# PCV valve...?!



## audiTT3285 (Jun 12, 2016)

I'm sure some of you fine gentlemen could help me here....

does anyone have a picture of a PCV valve and where it's located..?!

I understand is a relatively cheap part, is it relatively easy to replace..?!

any help would be greatly recieved...


----------



## basky (May 26, 2009)

It's the black hockey puck your looking for ;-) http://lmgtfy.com/?q=pcv+valve+audi+tt+8n


----------



## audiTT3285 (Jun 12, 2016)

so the flat round valve just to the right of the engine..?!

looks accessible, easy to replace..?

thanks


----------



## ProjectMick (Sep 29, 2015)

PCV valve is under the manifold in a T Piece pipe. Cheap to replace but looks a bit of a pain to get at to be honest. I have a replacement one to fit and keep putting it off lol! Going to move mine somewhere easier to access though when I do it.


----------



## audiTT3285 (Jun 12, 2016)

thanks...

if I'm honest I'm struggling like f**k with all the questions I have about the car etc...
don't really know what I'm doing, not a complete fool but still I look in the engine bay and there's just so much going on in there... im in danger of spending money on expensive parts which aren't the root cause of the problem and wasting money...


----------



## audiTT3285 (Jun 12, 2016)

could a faulty PCV valve cause a slight oil leak..?!


----------



## ProjectMick (Sep 29, 2015)

That whole area under the manifold is quite good at getting gummed up yes. There is a small pump under the manifold that gets clogged (look up suction jet pump) and the PCV valve. There is a small maze of pipes under there which can split as well so it's worth having a look if you get a chance.

It looks like there is loads going on but once you have done a bit of reading up and get your head around it you'll find it isn't too bad.


----------



## Von Twinzig (Feb 10, 2014)

Here's mine....the PCV is inside the big T joint.










The big plastic pipe goes into the top of the oil filter housing, sealed with an O ring, held in with a horseshoe clip. If the O ring fails you'll get a leak.

Or as in my case, it breaks....








:?

VT


----------



## Wak (May 6, 2002)

basky said:


> It's the black hockey puck your looking for ;-) http://lmgtfy.com/?q=pcv+valve+audi+tt+8n


The Black Hockey Puck is the PRV Valve.

The PCV valve is in the T piece under the manifold on one of the pipes that does lead up to the PRV.

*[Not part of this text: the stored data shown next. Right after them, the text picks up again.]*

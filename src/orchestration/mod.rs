pub mod listener;
pub mod orchestrator;

pub use listener::{LedgerListener, TracingListener};
pub use orchestrator::{EnrollOutcome, EnrollmentRequest, Orchestrator, RecordOutcome};
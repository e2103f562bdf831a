//! Network topology manager: matrix placement and upline queries.
//!
//! Placement separates "who gets credited" (sponsor) from "where someone
//! physically sits" (placement parent). The search is deterministic,
//! shallowest open slot first and then lowest slot index, so a replayed
//! enrollment sequence rebuilds the identical tree.

use crate::db::{PositionInsertOutcome, Repository};
use crate::domain::{MemberId, NetworkPosition, TimeMs};
use crate::error::EngineError;
use std::collections::VecDeque;
use std::sync::Arc;
use tracing::{debug, info, warn};

/// Bounded optimistic retries for slot races. Each retry re-runs the BFS
/// against the tree as the winning enrollment left it.
const MAX_PLACEMENT_RETRIES: u32 = 16;

#[derive(Clone)]
pub struct TopologyManager {
    repo: Arc<Repository>,
    /// Matrix branching factor W.
    width: u32,
    /// Absolute depth cap; nodes at this depth accept no children.
    max_depth: u32,
}

impl TopologyManager {
    pub fn new(repo: Arc<Repository>, width: u32, max_depth: u32) -> Self {
        Self {
            repo,
            width,
            max_depth,
        }
    }

    /// Place a newly enrolled member under their sponsor's subtree,
    /// spilling over to the sponsor's upline when the subtree is full.
    pub async fn place(
        &self,
        new_member_id: &MemberId,
        sponsor_id: &MemberId,
    ) -> Result<NetworkPosition, EngineError> {
        if self.repo.get_member(new_member_id).await?.is_none() {
            return Err(EngineError::UnknownMember(new_member_id.clone()));
        }
        if self.repo.get_position(new_member_id).await?.is_some() {
            return Err(EngineError::AlreadyPlaced(new_member_id.clone()));
        }

        let sponsor = self
            .repo
            .get_member(sponsor_id)
            .await?
            .ok_or_else(|| EngineError::InvalidSponsor(sponsor_id.clone()))?;
        if !sponsor.is_active() {
            return Err(EngineError::InvalidSponsor(sponsor_id.clone()));
        }
        let sponsor_position = self
            .repo
            .get_position(sponsor_id)
            .await?
            .ok_or_else(|| EngineError::InvalidSponsor(sponsor_id.clone()))?;

        for attempt in 0..MAX_PLACEMENT_RETRIES {
            let (parent, depth, slot) = self
                .find_open_slot(&sponsor_position)
                .await?
                .ok_or_else(|| EngineError::PlacementExhausted {
                    sponsor_id: sponsor_id.clone(),
                    max_depth: self.max_depth,
                })?;

            let position = NetworkPosition {
                member_id: new_member_id.clone(),
                sponsor_id: Some(sponsor_id.clone()),
                placement_parent_id: Some(parent.clone()),
                depth,
                slot_index: slot,
                created_at_ms: TimeMs::now(),
            };

            match self.repo.insert_position(&position).await? {
                PositionInsertOutcome::Inserted => {
                    info!(
                        member_id = %new_member_id,
                        sponsor_id = %sponsor_id,
                        parent_id = %parent,
                        depth,
                        slot,
                        spillover = parent != *sponsor_id,
                        "Member placed"
                    );
                    return Ok(position);
                }
                PositionInsertOutcome::MemberExists => {
                    return Err(EngineError::AlreadyPlaced(new_member_id.clone()));
                }
                PositionInsertOutcome::SlotTaken => {
                    debug!(
                        member_id = %new_member_id,
                        parent_id = %parent,
                        slot,
                        attempt,
                        "Placement slot claimed concurrently, retrying search"
                    );
                }
            }
        }

        warn!(
            member_id = %new_member_id,
            sponsor_id = %sponsor_id,
            retries = MAX_PLACEMENT_RETRIES,
            "Placement retries exhausted under sustained contention"
        );
        Err(EngineError::PlacementExhausted {
            sponsor_id: sponsor_id.clone(),
            max_depth: self.max_depth,
        })
    }

    /// Bootstrap a forest root. Used once per tree, outside the normal
    /// sponsor contract.
    pub async fn place_root(&self, member_id: &MemberId) -> Result<NetworkPosition, EngineError> {
        if self.repo.get_member(member_id).await?.is_none() {
            return Err(EngineError::UnknownMember(member_id.clone()));
        }
        if self.repo.get_position(member_id).await?.is_some() {
            return Err(EngineError::AlreadyPlaced(member_id.clone()));
        }

        let position = NetworkPosition {
            member_id: member_id.clone(),
            sponsor_id: None,
            placement_parent_id: None,
            depth: 0,
            slot_index: 0,
            created_at_ms: TimeMs::now(),
        };

        match self.repo.insert_position(&position).await? {
            PositionInsertOutcome::Inserted => {
                info!(member_id = %member_id, "Forest root placed");
                Ok(position)
            }
            _ => Err(EngineError::AlreadyPlaced(member_id.clone())),
        }
    }

    /// Walk the placement chain upward: level 1 is the placement parent.
    /// Terminates at the forest root or after `max_level` hops. Read-only.
    pub async fn ancestors_within_levels(
        &self,
        member_id: &MemberId,
        max_level: u32,
    ) -> Result<Vec<(MemberId, u32)>, EngineError> {
        let mut current = self
            .repo
            .get_position(member_id)
            .await?
            .ok_or_else(|| EngineError::UnknownMember(member_id.clone()))?;

        let mut ancestors = Vec::new();
        for level in 1..=max_level {
            let Some(parent_id) = current.placement_parent_id.clone() else {
                break;
            };
            ancestors.push((parent_id.clone(), level));

            match self.repo.get_position(&parent_id).await? {
                Some(parent) => current = parent,
                None => {
                    warn!(
                        member_id = %member_id,
                        parent_id = %parent_id,
                        "Placement parent has no position row, stopping walk"
                    );
                    break;
                }
            }
        }

        Ok(ancestors)
    }

    /// BFS for the first open slot: the sponsor's subtree first, then each
    /// upline ancestor's subtree in turn. Nodes are visited in (depth,
    /// slot-order) order, so the shallowest open slot wins and ties break
    /// on the lowest slot index.
    async fn find_open_slot(
        &self,
        sponsor_position: &NetworkPosition,
    ) -> Result<Option<(MemberId, u32, u32)>, EngineError> {
        let mut search_root = sponsor_position.clone();

        loop {
            if let Some(found) = self.bfs_open_slot(&search_root).await? {
                return Ok(Some(found));
            }

            // Subtree full: widen to the next upline ancestor.
            let Some(parent_id) = search_root.placement_parent_id.clone() else {
                return Ok(None);
            };
            match self.repo.get_position(&parent_id).await? {
                Some(parent) => search_root = parent,
                None => return Ok(None),
            }
        }
    }

    async fn bfs_open_slot(
        &self,
        root: &NetworkPosition,
    ) -> Result<Option<(MemberId, u32, u32)>, EngineError> {
        let mut queue: VecDeque<(MemberId, u32)> = VecDeque::new();
        queue.push_back((root.member_id.clone(), root.depth));

        while let Some((node_id, depth)) = queue.pop_front() {
            if depth >= self.max_depth {
                continue;
            }

            let children = self.repo.children_of(&node_id).await?;
            if (children.len() as u32) < self.width {
                let occupied: Vec<u32> = children.iter().map(|c| c.slot_index).collect();
                let slot = (0..self.width)
                    .find(|s| !occupied.contains(s))
                    .unwrap_or(children.len() as u32);
                return Ok(Some((node_id, depth + 1, slot)));
            }

            for child in children {
                queue.push_back((child.member_id, depth + 1));
            }
        }

        Ok(None)
    }
}

#[cfg(test)]
mod tests {
    use super::*;
    use crate::db::migrations::init_db;
    use crate::domain::{Member, MemberStatus, Tier};
    use tempfile::TempDir;

    async fn setup(width: u32, max_depth: u32) -> (TopologyManager, Arc<Repository>, TempDir) {
        let temp_dir = TempDir::new().unwrap();
        let db_path = temp_dir
            .path()
            .join("test.db")
            .to_string_lossy()
            .to_string();
        let pool = init_db(&db_path).await.expect("init_db failed");
        let repo = Arc::new(Repository::new(pool));
        (
            TopologyManager::new(repo.clone(), width, max_depth),
            repo,
            temp_dir,
        )
    }

    async fn add_member(repo: &Repository, id: &str) -> MemberId {
        let member_id = MemberId::new(id);
        repo.insert_member(&Member::new(
            member_id.clone(),
            MemberStatus::Active,
            Tier::Basic,
            TimeMs::new(0),
        ))
        .await
        .unwrap();
        member_id
    }

    #[tokio::test]
    async fn test_place_under_sponsor_with_open_slot() {
        let (topology, repo, _temp) = setup(3, 12).await;

        let root = add_member(&repo, "root").await;
        let a = add_member(&repo, "a").await;

        topology.place_root(&root).await.unwrap();
        let pos = topology.place(&a, &root).await.unwrap();

        assert_eq!(pos.placement_parent_id, Some(root.clone()));
        assert_eq!(pos.sponsor_id, Some(root));
        assert_eq!(pos.depth, 1);
        assert_eq!(pos.slot_index, 0);
    }

    #[tokio::test]
    async fn test_slots_fill_in_ascending_order() {
        let (topology, repo, _temp) = setup(3, 12).await;

        let root = add_member(&repo, "root").await;
        topology.place_root(&root).await.unwrap();

        for (i, id) in ["a", "b", "c"].iter().enumerate() {
            let member = add_member(&repo, id).await;
            let pos = topology.place(&member, &root).await.unwrap();
            assert_eq!(pos.slot_index, i as u32);
            assert_eq!(pos.depth, 1);
        }
    }

    #[tokio::test]
    async fn test_spillover_to_shallowest_descendant() {
        let (topology, repo, _temp) = setup(2, 12).await;

        let root = add_member(&repo, "root").await;
        topology.place_root(&root).await.unwrap();

        let a = add_member(&repo, "a").await;
        let b = add_member(&repo, "b").await;
        topology.place(&a, &root).await.unwrap();
        topology.place(&b, &root).await.unwrap();

        // Root is full; the next enrollment sponsored by root spills to
        // the first child's open slot.
        let c = add_member(&repo, "c").await;
        let pos = topology.place(&c, &root).await.unwrap();
        assert_eq!(pos.placement_parent_id, Some(a));
        assert_eq!(pos.sponsor_id, Some(root));
        assert_eq!(pos.depth, 2);
        assert_eq!(pos.slot_index, 0);
    }

    #[tokio::test]
    async fn test_spillover_widens_to_upline() {
        let (topology, repo, _temp) = setup(2, 2).await;

        let root = add_member(&repo, "root").await;
        let a = add_member(&repo, "a").await;
        topology.place_root(&root).await.unwrap();
        topology.place(&a, &root).await.unwrap();

        // Fill a's subtree: both slots taken, children depth-capped.
        for id in ["b", "c"] {
            let member = add_member(&repo, id).await;
            topology.place(&member, &a).await.unwrap();
        }

        // a's subtree is full; the search widens to a's upline and finds
        // root's remaining slot.
        let d = add_member(&repo, "d").await;
        let pos = topology.place(&d, &a).await.unwrap();
        assert_eq!(pos.placement_parent_id, Some(root));
        assert_eq!(pos.sponsor_id, Some(a));
        assert_eq!(pos.depth, 1);
        assert_eq!(pos.slot_index, 1);
    }

    #[tokio::test]
    async fn test_placement_exhausted_at_depth_cap() {
        let (topology, repo, _temp) = setup(1, 1).await;

        let root = add_member(&repo, "root").await;
        let a = add_member(&repo, "a").await;
        topology.place_root(&root).await.unwrap();
        topology.place(&a, &root).await.unwrap();

        let b = add_member(&repo, "b").await;
        let err = topology.place(&b, &a).await.unwrap_err();
        assert!(matches!(err, EngineError::PlacementExhausted { .. }));
    }

    #[tokio::test]
    async fn test_invalid_sponsor_cases() {
        let (topology, repo, _temp) = setup(3, 12).await;

        let root = add_member(&repo, "root").await;
        let a = add_member(&repo, "a").await;
        topology.place_root(&root).await.unwrap();

        // Unknown sponsor.
        let err = topology.place(&a, &MemberId::new("ghost")).await.unwrap_err();
        assert!(matches!(err, EngineError::InvalidSponsor(_)));

        // Suspended sponsor.
        repo.set_member_status(&root, MemberStatus::Suspended)
            .await
            .unwrap();
        let err = topology.place(&a, &root).await.unwrap_err();
        assert!(matches!(err, EngineError::InvalidSponsor(_)));

        // Known but unplaced sponsor.
        let unplaced = add_member(&repo, "unplaced").await;
        let err = topology.place(&a, &unplaced).await.unwrap_err();
        assert!(matches!(err, EngineError::InvalidSponsor(_)));
    }

    #[tokio::test]
    async fn test_already_placed_rejected() {
        let (topology, repo, _temp) = setup(3, 12).await;

        let root = add_member(&repo, "root").await;
        let a = add_member(&repo, "a").await;
        topology.place_root(&root).await.unwrap();
        topology.place(&a, &root).await.unwrap();

        let err = topology.place(&a, &root).await.unwrap_err();
        assert!(matches!(err, EngineError::AlreadyPlaced(_)));

        let err = topology.place_root(&root).await.unwrap_err();
        assert!(matches!(err, EngineError::AlreadyPlaced(_)));
    }

    #[tokio::test]
    async fn test_ancestors_within_levels() {
        let (topology, repo, _temp) = setup(1, 12).await;

        let root = add_member(&repo, "root").await;
        let a = add_member(&repo, "a").await;
        let b = add_member(&repo, "b").await;
        topology.place_root(&root).await.unwrap();
        topology.place(&a, &root).await.unwrap();
        topology.place(&b, &a).await.unwrap();

        let ancestors = topology.ancestors_within_levels(&b, 5).await.unwrap();
        assert_eq!(ancestors, vec![(a.clone(), 1), (root.clone(), 2)]);

        // Capped walk stops early.
        let capped = topology.ancestors_within_levels(&b, 1).await.unwrap();
        assert_eq!(capped, vec![(a, 1)]);

        // Root has no ancestors.
        let none = topology.ancestors_within_levels(&root, 5).await.unwrap();
        assert!(none.is_empty());
    }
}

I'd advise you don't get the audi unit and get this upgrade....
http://www.awesomegti.com/shop-by-brand ... 1-8t-2-7t/


----------



## essex stu (Sep 13, 2014)

Heres my old one 

PRV Pressure regulation valve found by DV And N75

PCV Positive crankshaft ventilation valve - found in T housing pipe below inlet manifold

Heres my old PCV on from new to 100k miles


----------



## basky (May 26, 2009)

Wak said:


> basky said:
> 
> 
> > It's the black hockey puck your looking for ;-) http://lmgtfy.com/?q=pcv+valve+audi+tt+8n
> ...


 I stand correct [smiley=bigcry.gif] :wink:


----------



## Wak (May 6, 2002)

basky said:


> I stand correct [smiley=bigcry.gif] :wink:


Been confusing people for years even googling shows how many entries are incorrect out here.

Nice meeting you again the other day, hope the A/C is working now.


----------



## Wak (May 6, 2002)

audiTT3285 said:


> could a faulty PCV valve cause a slight oil leak..?!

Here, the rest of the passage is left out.